I compare the USA’s political situation to a once-sturdy-and-reliable cardboard box, into which a stream of cold water is poured over time. Never quite enough water or with enough force to break the box, but more water keeps flowing in and more time passes, the cardboard gets wet, and after a while it can no longer sustain weight, must be treated with great care, and can no longer perform its proper functions of carrying things, and he who puts himself in charge of care of the box must treat the whole as fragile and at risk of collapse if not handled just right.
A candidate such as Aramis Ayala — who in 2017 went on rants against White police while in office, including after she was pulled in a car over by speeding, who in 2020 gave speeches about how the USA is an almost-irredeemably racist country whose raison d’etre is to oppress Blacks — would have been laughed off stage in any era before the past ten years or so.
If such a figure as this had run statewide in the 1990s or 2000s, even into much of the 2010s, she would have been capped at some limited percent and would have had to moderate her rhetoric. No more.
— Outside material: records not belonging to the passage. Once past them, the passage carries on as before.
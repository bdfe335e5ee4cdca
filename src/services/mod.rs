//! Capability interfaces for the three external services.
//!
//! Every hard capability in this pipeline is delegated: summarization to an
//! LLM API, animation rendering to the Manim CLI, narration to a speech API.
//! Each gets a small object-safe trait so the orchestration in
//! [`crate::generate`] never knows which backend it is talking to — in
//! production the real clients below, in tests the deterministic fakes from
//! [`mock`].
//!
//! All three services are non-deterministic and rate-limited from the
//! pipeline's point of view; retry/backoff and timeout policy live in the
//! pipeline stages, not here. A service does exactly one attempt per call.

pub mod anthropic;
pub mod manim;
pub mod mock;
pub mod tts;

use async_trait::async_trait;
use std::path::{Path, PathBuf};
use thiserror::Error;

use crate::plan::Scene;

/// A single failed service call.
///
/// Pipeline stages map these into [`crate::error::SceneError`] (per-scene
/// work) or [`crate::error::Pdf2ReelError`] (planning) after the retry
/// policy has run its course.
#[derive(Debug, Error)]
pub enum ServiceError {
    /// The backend returned an HTTP error status.
    #[error("HTTP {status}: {body}")]
    Http { status: u16, body: String },

    /// The request never completed within the service timeout.
    #[error("call timed out after {secs}s")]
    Timeout { secs: u64 },

    /// A subprocess backend failed (bad exit status, missing output).
    #[error("{detail}")]
    Backend { detail: String },

    /// The request was rejected before being sent (input constraint).
    #[error("invalid request: {detail}")]
    InvalidRequest { detail: String },

    /// Local I/O while writing the service's output.
    #[error("i/o error: {0}")]
    Io(#[from] std::io::Error),
}

/// A rendered, silent video clip for one scene.
#[derive(Debug, Clone, PartialEq)]
pub struct RenderedClip {
    /// The scene this clip belongs to.
    pub scene_index: usize,
    /// Path of the clip file (MP4, no audio track).
    pub path: PathBuf,
    /// Measured duration of the file, in seconds.
    pub duration_secs: f64,
}

/// A synthesized narration segment for one scene.
#[derive(Debug, Clone, PartialEq)]
pub struct AudioSegment {
    /// The scene this segment belongs to.
    pub scene_index: usize,
    /// Path of the audio file.
    pub path: PathBuf,
    /// Measured duration of the file, in seconds.
    pub duration_secs: f64,
}

/// Summarizes a document into a scene-plan reply.
///
/// The reply is raw text; parsing and validation happen in
/// [`crate::plan::ScenePlan::from_response`] so that a malformed reply and a
/// failed call share one retry policy.
#[async_trait]
pub trait Summarizer: Send + Sync {
    /// Ask for a plan of `scene_count` scenes covering `target_duration_secs`
    /// of video for the given document text.
    async fn summarize(
        &self,
        document_text: &str,
        scene_count: usize,
        target_duration_secs: f64,
    ) -> Result<String, ServiceError>;

    /// Short backend name for logs.
    fn name(&self) -> &str;
}

/// Renders one scene's animation directive into a silent clip at `out_path`.
#[async_trait]
pub trait ClipRenderer: Send + Sync {
    async fn render_clip(&self, scene: &Scene, out_path: &Path)
        -> Result<RenderedClip, ServiceError>;

    /// Short backend name for logs.
    fn name(&self) -> &str;
}

/// Synthesizes narration text into an audio file at `out_path`.
#[async_trait]
pub trait SpeechSynthesizer: Send + Sync {
    async fn synthesize(
        &self,
        scene_index: usize,
        text: &str,
        out_path: &Path,
    ) -> Result<AudioSegment, ServiceError>;

    /// Short backend name for logs.
    fn name(&self) -> &str;
}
Now she is the statewide candidate, and if by some fluke she wins, it’s a soaked-cardboard-box-collapse-like scenario before our eyes, for she would no doubt run something in Florida like what Merrick Garland has done nationally with his hundreds of right-wing political prisoners.
The same kind of “center did not hold” produced the radical-‘Muslima’ Congressperson from Minnesota, and other such results. The way the Minnesota district ended up with such an embarrassing representative was a tilt in the primary based on demographic weight, which would not have happened in past years. It also produced the Obama reelection in 2012, one of the first big cases of such on definitely demographic lines.
As for Daniel Uhlfelder, his concession message ended with an endorsement of Aramis Ayala. Fortunately, Ashley Moody is going to win this one in November.